Как делался в старину лубок? Литографским способом печатался тираж черно-белых незамысловатых картинок, его брали перекупщики (офени и коробейники) и уже сами разукрашивали вручную. Расцвечивали, конечно, как придется, заботясь исключительно об экономии и внешней яркости. Закончится у доморощенного художника голубая краска – можно «залить» небо и желтым. Нет зеленого – пусть деревья будут оранжевыми. На ярмарке и так купят: пестрота в крови и в ситцевой рубахе русского мужика, она в самой русской природе (сколько цветов только у нашего леса: от белого зимой до черного поздней осенью, летом – от зеленого до красного).
После всесоюзной выставки 1960 года в критике появилось определение «владимирские импрессионисты», характеризующее пейзажи Кима Бритова и Владимира Юкина. По смелости и свободе взятия цвета их сравнивали с Ван Гогом и Матиссом. Хотя не факт, что сами владимирцы знали тогда эти имена. Они больше были вдохновлены русским лубком, орнаментами домотканых половиков, изделиями народных художественных промыслов, крестьянской иконой. Академического образования у них не было. Юкин занимался у Пырина в Ивановском училище. Бритов учился в Мстерской художественной школе, пока не понял, что перебитая на фронте рука не позволит ему стать миниатюристом. Мазки его – размашисты и свободны (у Юкина – мельче, почти пуантализм). Пишут владимирцы просто и быстро, словно на одном дыхании - была не была; в композиции ничего лишнего, главное – фактура и цвет (схожую палитру использовал разве что Кустодиев в своих «народных», «ярмарочных» картинах).

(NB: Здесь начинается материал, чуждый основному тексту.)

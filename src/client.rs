//! The conversion client: validate → sign → POST → stream the response.
//!
//! [`Client::convert`] is the primary entry point. The file and blocking
//! helpers are thin wrappers over it.

use crate::config::ClientConfig;
use crate::error::{ConvertError, TransportError};
use crate::output::ConversionStats;
use crate::pipeline::sign;
use crate::pipeline::validate::{self, XmlCheck};
use crate::transport::{ByteStream, ReqwestTransport, Transport, OCTET_STREAM};
use bytes::Bytes;
use futures::StreamExt;
use reqwest::Url;
use std::fmt;
use std::io::{Cursor, SeekFrom};
use std::path::Path;
use std::sync::Arc;
use std::time::{Duration, Instant};
use tokio::io::{AsyncRead, AsyncReadExt, AsyncSeek, AsyncSeekExt, AsyncWrite, AsyncWriteExt};
use tracing::{debug, info, warn};

/// Client for a remote XML conversion endpoint.
///
/// Holds only immutable configuration and a shared transport, so one
/// instance (or its clones) can serve concurrent calls as long as each call
/// brings its own input and output.
///
/// # Example
/// ```rust,no_run
/// use xmlconvert_client::{Client, ClientConfig};
///
/// # #[tokio::main]
/// # async fn main() -> Result<(), Box<dyn std::error::Error>> {
/// let config = ClientConfig::builder("https://convert.example.com/api/Fop")
///     .secret("s3cr3t")
///     .build()?;
/// let client = Client::new(config)?;
///
/// let mut input = tokio::fs::File::open("invoice.fo").await?;
/// let mut output = tokio::fs::File::create("invoice.pdf").await?;
/// let stats = client.convert(&mut input, &mut output).await?;
/// eprintln!("{} bytes written", stats.bytes_written);
/// client.close();
/// # Ok(())
/// # }
/// ```
#[derive(Clone)]
pub struct Client {
    endpoint: Url,
    secret: Option<String>,
    transport: Arc<dyn Transport>,
}

impl fmt::Debug for Client {
    fn fmt(&self, f: &mut fmt::Formatter<'_>) -> fmt::Result {
        f.debug_struct("Client")
            .field("endpoint", &self.endpoint.as_str())
            .field("secret", &self.secret.as_ref().map(|_| "<redacted>"))
            .field("transport", &"<dyn Transport>")
            .finish()
    }
}

impl Client {
    /// Build a client, creating the default reqwest transport unless one was
    /// injected through the config.
    pub fn new(config: ClientConfig) -> Result<Self, ConvertError> {
        let transport: Arc<dyn Transport> = match config.transport {
            Some(t) => t,
            None => Arc::new(ReqwestTransport::new(
                config.request_timeout_secs.map(Duration::from_secs),
            )?),
        };

        debug!("Client ready for {}", config.endpoint_url);
        Ok(Self {
            endpoint: config.endpoint_url,
            secret: config.secret,
            transport,
        })
    }

    /// Shorthand for an endpoint and secret with the default transport.
    pub fn from_endpoint(
        endpoint_url: impl Into<String>,
        secret: Option<&str>,
    ) -> Result<Self, ConvertError> {
        let config = ClientConfig::builder(endpoint_url)
            .maybe_secret(secret.map(str::to_string))
            .build()?;
        Self::new(config)
    }

    /// The configured endpoint, without a signature.
    pub fn endpoint(&self) -> &Url {
        &self.endpoint
    }

    /// Signature this client would send for `body`.
    pub fn sign(&self, body: &[u8]) -> String {
        sign::sign_bytes(self.secret.as_deref(), body)
    }

    /// Full request URL for a given signature.
    pub fn request_url(&self, signature: &str) -> Url {
        sign::signed_url(&self.endpoint, signature)
    }

    /// Release the transport. Dropping the client has the same effect.
    pub fn close(self) {
        debug!("Closing client for {}", self.endpoint);
    }

    /// Convert `input` and stream the result into `output`.
    ///
    /// `input` is read from the start regardless of its current position.
    /// Neither stream is closed.
    ///
    /// # Errors
    /// - [`ConvertError::InvalidInput`] — not well-formed XML; no request sent
    /// - [`ConvertError::RemoteRejection`] — non-2xx; `output` untouched
    /// - [`ConvertError::Transport`] — no response, or the body broke off
    ///   (in which case `output` may hold a flushed prefix)
    /// - [`ConvertError::Io`] — reading `input` or writing `output` failed
    pub async fn convert<R, W>(
        &self,
        input: &mut R,
        output: &mut W,
    ) -> Result<ConversionStats, ConvertError>
    where
        R: AsyncRead + AsyncSeek + Unpin + Send + ?Sized,
        W: AsyncWrite + Unpin + Send + ?Sized,
    {
        let start = Instant::now();
        info!("Starting conversion via {}", self.endpoint);

        // ── Step 1: Rewind ───────────────────────────────────────────────────
        input.seek(SeekFrom::Start(0)).await?;

        // ── Step 2: Validate ─────────────────────────────────────────────────
        ensure_well_formed(input).await?;

        // ── Step 3: Sign ─────────────────────────────────────────────────────
        let signature = sign::sign_stream(self.secret.as_deref(), input).await?;

        // ── Step 4: Build URL ────────────────────────────────────────────────
        let url = sign::signed_url(&self.endpoint, &signature);
        debug!("Request URL: {}", url);

        // ── Step 5: POST ─────────────────────────────────────────────────────
        let mut body = Vec::new();
        input.read_to_end(&mut body).await?;
        let bytes_sent = body.len() as u64;

        let response = self
            .transport
            .post(&url, OCTET_STREAM, Bytes::from(body))
            .await?;

        // ── Step 6: Reject non-2xx ───────────────────────────────────────────
        if !response.is_success() {
            let status = response.status;
            let body = response.text().await?;
            warn!("Conversion service returned HTTP {}", status);
            return Err(ConvertError::RemoteRejection { status, body });
        }

        // ── Step 7: Stream response to output ────────────────────────────────
        let status = response.status;
        let bytes_written = copy_body(response.body, output).await?;

        let stats = ConversionStats {
            bytes_sent,
            bytes_written,
            status,
            signature,
            duration_ms: start.elapsed().as_millis() as u64,
        };
        info!(
            "Conversion complete: {} bytes in, {} bytes out, {}ms",
            stats.bytes_sent, stats.bytes_written, stats.duration_ms
        );
        Ok(stats)
    }

    /// Convert an in-memory document.
    pub async fn convert_bytes<W>(
        &self,
        input: &[u8],
        output: &mut W,
    ) -> Result<ConversionStats, ConvertError>
    where
        W: AsyncWrite + Unpin + Send + ?Sized,
    {
        let mut cursor = Cursor::new(input);
        self.convert(&mut cursor, output).await
    }

    /// Convert a file and write the result to `output_path`.
    ///
    /// The response is streamed into a temp file beside the destination and
    /// renamed into place only on success, so a failed call never leaves a
    /// partial or empty output file behind. Missing parent directories are
    /// created only once the input has validated, and are kept if the remote
    /// call then fails.
    pub async fn convert_file(
        &self,
        input_path: impl AsRef<Path>,
        output_path: impl AsRef<Path>,
    ) -> Result<ConversionStats, ConvertError> {
        let path = output_path.as_ref();
        let write_failed = |source: std::io::Error| ConvertError::OutputWriteFailed {
            path: path.to_path_buf(),
            source,
        };

        let mut input = tokio::fs::File::open(input_path.as_ref()).await?;
        ensure_well_formed(&mut input).await?;

        let dir = match path.parent() {
            Some(p) if !p.as_os_str().is_empty() => p,
            _ => Path::new("."),
        };
        tokio::fs::create_dir_all(dir).await.map_err(write_failed)?;

        let tmp = tempfile::Builder::new()
            .prefix(".xmlconvert-")
            .suffix(".tmp")
            .tempfile_in(dir)
            .map_err(write_failed)?;
        // `tmp_path` deletes the temp file on drop, i.e. on every error return.
        let (file, tmp_path) = tmp.into_parts();
        let mut out = tokio::fs::File::from_std(file);

        let stats = self.convert(&mut input, &mut out).await?;
        out.sync_all().await.map_err(write_failed)?;
        drop(out);

        tmp_path
            .persist(path)
            .map_err(|e| write_failed(e.error))?;
        debug!("Wrote {}", path.display());
        Ok(stats)
    }

    /// Synchronous wrapper around [`Client::convert_file`].
    ///
    /// Creates a temporary tokio runtime internally; do not call from inside
    /// an async context.
    pub fn convert_file_sync(
        &self,
        input_path: impl AsRef<Path>,
        output_path: impl AsRef<Path>,
    ) -> Result<ConversionStats, ConvertError> {
        tokio::runtime::Builder::new_current_thread()
            .enable_all()
            .build()?
            .block_on(self.convert_file(input_path, output_path))
    }
}

/// Validate `input` from the start, leaving it rewound.
async fn ensure_well_formed<R>(input: &mut R) -> Result<(), ConvertError>
where
    R: AsyncRead + AsyncSeek + Unpin + Send + ?Sized,
{
    match validate::validate_stream(input).await? {
        XmlCheck::WellFormed { root } => {
            debug!("Input is well-formed (root <{}>)", root);
            Ok(())
        }
        XmlCheck::Malformed(reason) => {
            warn!("Rejecting input before sending: {}", reason);
            Err(ConvertError::InvalidInput { reason })
        }
    }
}

/// Copy every body chunk into `output`, flushing on the way out.
///
/// A transport error mid-body still flushes what was written so far.
async fn copy_body<W>(mut body: ByteStream, output: &mut W) -> Result<u64, ConvertError>
where
    W: AsyncWrite + Unpin + Send + ?Sized,
{
    let mut written = 0u64;
    while let Some(chunk) = body.next().await {
        let chunk: Bytes = match chunk {
            Ok(c) => c,
            Err(e) => {
                if let Err(flush_err) = output.flush().await {
                    warn!("Flushing partial output failed: {}", flush_err);
                }
                return Err(body_error(e, written));
            }
        };
        output.write_all(&chunk).await?;
        written += chunk.len() as u64;
    }
    output.flush().await?;
    Ok(written)
}

fn body_error(e: TransportError, written: u64) -> ConvertError {
    warn!("Response body failed after {} bytes: {}", written, e);
    ConvertError::Transport(e)
}

#[cfg(test)]
mod tests {
    use super::*;
    use crate::transport::TransportResponse;
    use async_trait::async_trait;
    use std::io;
    use std::pin::Pin;
    use std::task::{Context, Poll};

    struct Fixed(u16, &'static [u8]);

    #[async_trait]
    impl Transport for Fixed {
        async fn post(
            &self,
            _url: &Url,
            _content_type: &str,
            _body: Bytes,
        ) -> Result<TransportResponse, TransportError> {
            Ok(TransportResponse::from_bytes(self.0, self.1))
        }
    }

    /// Sends a few bytes of body, then drops the connection.
    struct BrokenBody;

    #[async_trait]
    impl Transport for BrokenBody {
        async fn post(
            &self,
            _url: &Url,
            _content_type: &str,
            _body: Bytes,
        ) -> Result<TransportResponse, TransportError> {
            Ok(TransportResponse::from_chunks(
                200,
                vec![
                    Ok(Bytes::from_static(b"%PDF-")),
                    Err(TransportError::Other("reset by peer".into())),
                ],
            ))
        }
    }

    /// Accepts writes but refuses to flush.
    #[derive(Default)]
    struct FlushRefused(Vec<u8>);

    impl AsyncWrite for FlushRefused {
        fn poll_write(
            self: Pin<&mut Self>,
            _cx: &mut Context<'_>,
            buf: &[u8],
        ) -> Poll<io::Result<usize>> {
            self.get_mut().0.extend_from_slice(buf);
            Poll::Ready(Ok(buf.len()))
        }

        fn poll_flush(self: Pin<&mut Self>, _cx: &mut Context<'_>) -> Poll<io::Result<()>> {
            Poll::Ready(Err(io::Error::new(io::ErrorKind::Other, "flush refused")))
        }

        fn poll_shutdown(self: Pin<&mut Self>, _cx: &mut Context<'_>) -> Poll<io::Result<()>> {
            Poll::Ready(Ok(()))
        }
    }

    fn client(transport: impl Transport + 'static) -> Client {
        let config = ClientConfig::builder("https://test.com/api/Fop")
            .secret("s3cr3t")
            .transport(Arc::new(transport))
            .build()
            .unwrap();
        Client::new(config).unwrap()
    }

    #[test]
    fn request_url_matches_signature() {
        let c = client(Fixed(200, b""));
        let sig = c.sign(b"<a/>");
        assert_eq!(sig, "12565097690f7d9a56daa9df3feb7c6d123a8872");
        assert_eq!(
            c.request_url(&sig).as_str(),
            "https://test.com/api/Fop?sig=12565097690f7d9a56daa9df3feb7c6d123a8872"
        );
    }

    #[test]
    fn debug_redacts_secret() {
        let dbg = format!("{:?}", client(Fixed(200, b"")));
        assert!(!dbg.contains("s3cr3t"), "got: {dbg}");
    }

    #[tokio::test]
    async fn copies_body_and_reports_stats() {
        let c = client(Fixed(200, b"%PDF-1.4 fake"));
        let mut out = Vec::new();
        let stats = c.convert_bytes(b"<a/>", &mut out).await.unwrap();
        assert_eq!(out, b"%PDF-1.4 fake");
        assert_eq!(stats.bytes_sent, 4);
        assert_eq!(stats.bytes_written, 13);
        assert_eq!(stats.status, 200);
        assert_eq!(stats.signature, c.sign(b"<a/>"));
    }

    #[tokio::test]
    async fn rejection_keeps_output_empty() {
        let c = client(Fixed(403, b"signatures do not match"));
        let mut out = Vec::new();
        let err = c.convert_bytes(b"<a/>", &mut out).await.unwrap_err();
        match err {
            ConvertError::RemoteRejection { status, body } => {
                assert_eq!(status, 403);
                assert_eq!(body, "signatures do not match");
            }
            other => panic!("expected RemoteRejection, got {other:?}"),
        }
        assert!(out.is_empty());
    }

    #[tokio::test]
    async fn write_failure_is_io_error() {
        let c = client(Fixed(200, b"converted"));
        let mut out = tokio_test::io::Builder::new()
            .write_error(std::io::Error::new(std::io::ErrorKind::Other, "disk full"))
            .build();
        let err = c.convert_bytes(b"<a/>", &mut out).await.unwrap_err();
        assert!(matches!(err, ConvertError::Io(_)), "got {err:?}");
    }

    #[tokio::test]
    async fn broken_body_reported_even_when_flush_fails() {
        let c = client(BrokenBody);
        let mut out = FlushRefused::default();
        let err = c.convert_bytes(b"<a/>", &mut out).await.unwrap_err();
        assert!(
            matches!(err, ConvertError::Transport(TransportError::Other(ref m)) if m == "reset by peer"),
            "got {err:?}"
        );
        assert_eq!(out.0, b"%PDF-");
    }
}
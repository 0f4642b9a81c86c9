//! Client configuration.
//!
//! A [`ClientConfig`] is fixed when the [`crate::Client`] is built and never
//! changes afterwards; concurrent `convert` calls only ever read it. Build one
//! through [`ClientConfig::builder`], which validates the endpoint up front so
//! a typo fails at construction rather than on the first request.

use crate::error::ConvertError;
use crate::transport::Transport;
use reqwest::Url;
use std::fmt;
use std::sync::Arc;

/// Configuration for a conversion [`crate::Client`].
///
/// # Example
/// ```rust
/// use xmlconvert_client::ClientConfig;
///
/// let config = ClientConfig::builder("https://convert.example.com/api/Fop")
///     .secret("s3cr3t")
///     .request_timeout_secs(30)
///     .build()
///     .unwrap();
/// assert_eq!(config.endpoint_url.path(), "/api/Fop");
/// ```
#[derive(Clone)]
pub struct ClientConfig {
    /// Conversion endpoint. The `sig` query parameter is appended per request.
    pub endpoint_url: Url,

    /// Shared signing secret. `None` signs with the empty key.
    pub secret: Option<String>,

    /// Whole-request timeout for the default reqwest transport. Default: none.
    ///
    /// Ignored when [`ClientConfig::transport`] is set; a custom transport
    /// owns its own timeouts.
    pub request_timeout_secs: Option<u64>,

    /// Pre-constructed transport. Takes precedence over the default.
    pub transport: Option<Arc<dyn Transport>>,
}

impl fmt::Debug for ClientConfig {
    fn fmt(&self, f: &mut fmt::Formatter<'_>) -> fmt::Result {
        f.debug_struct("ClientConfig")
            .field("endpoint_url", &self.endpoint_url.as_str())
            .field("secret", &self.secret.as_ref().map(|_| "<redacted>"))
            .field("request_timeout_secs", &self.request_timeout_secs)
            .field("transport", &self.transport.as_ref().map(|_| "<dyn Transport>"))
            .finish()
    }
}

impl ClientConfig {
    /// Create a new builder for the given endpoint URL.
    pub fn builder(endpoint_url: impl Into<String>) -> ClientConfigBuilder {
        ClientConfigBuilder {
            endpoint_url: endpoint_url.into(),
            secret: None,
            request_timeout_secs: None,
            transport: None,
        }
    }
}

/// Builder for [`ClientConfig`].
pub struct ClientConfigBuilder {
    endpoint_url: String,
    secret: Option<String>,
    request_timeout_secs: Option<u64>,
    transport: Option<Arc<dyn Transport>>,
}

impl ClientConfigBuilder {
    pub fn secret(mut self, secret: impl Into<String>) -> Self {
        self.secret = Some(secret.into());
        self
    }

    /// Like [`Self::secret`] but accepts an optional value, e.g. from an
    /// environment variable that may be unset.
    pub fn maybe_secret(mut self, secret: Option<String>) -> Self {
        self.secret = secret;
        self
    }

    pub fn request_timeout_secs(mut self, secs: u64) -> Self {
        self.request_timeout_secs = Some(secs);
        self
    }

    pub fn transport(mut self, transport: Arc<dyn Transport>) -> Self {
        self.transport = Some(transport);
        self
    }

    /// Build the configuration, validating the endpoint.
    pub fn build(self) -> Result<ClientConfig, ConvertError> {
        let endpoint_url = Url::parse(self.endpoint_url.trim()).map_err(|e| {
            ConvertError::InvalidConfig(format!(
                "endpoint URL '{}' is not valid: {}",
                self.endpoint_url, e
            ))
        })?;

        if !matches!(endpoint_url.scheme(), "http" | "https") {
            return Err(ConvertError::InvalidConfig(format!(
                "endpoint URL must use http or https, got '{}'",
                endpoint_url.scheme()
            )));
        }

        if self.request_timeout_secs == Some(0) {
            return Err(ConvertError::InvalidConfig(
                "request timeout must be ≥ 1 second".into(),
            ));
        }

        Ok(ClientConfig {
            endpoint_url,
            secret: self.secret,
            request_timeout_secs: self.request_timeout_secs,
            transport: self.transport,
        })
    }
}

Если пейзажи передвижников передавали душевные переживания и настроения самого художника, то пейзажи владимирцев – отражение обобщенной русской души, широкой и буйной, как масленичные гуляния. От классических, хрестоматийных работ Бритова хочется зажмуриться – они ослепляют, светятся; масляная краска не выглядит статично-засохшей, переливается.
Со временем владимирские пейзажисты оказались заложниками найденного ими стиля. В 1980-е Бритов еще пытался вырваться, найти что-то новое: экспериментировал с темным колером, вводил сюжеты. Но это не вызывало интерес публики, новые работы продавались плохо, и он вернулся к проверенной палитре, к отработанным приемам и сочетаниям цвета (сейчас цена на его «типичные» холсты крутится вокруг миллиона). Особенно часто он рисует природу в межсезонье (когда на желтое поле можно положить синий снег), и на закате (когда все краски солнца борются с надвигающейся тенью).
На ивановской выставке только одна работа «безрадостной» гаммы – 1974 года. Все остальные – яркие и оптимистичные, написанные в последние годы жизни художника. Ким Бритов скончался в 2010-м. Если что-то и отличает его поздние работы, то это незначительный поворот в сторону наивного искусства, упрощения. В экспозиции представлены также несколько натюрмортов и портрет. Но Бритов и в них остается «владимирским пейзажистом».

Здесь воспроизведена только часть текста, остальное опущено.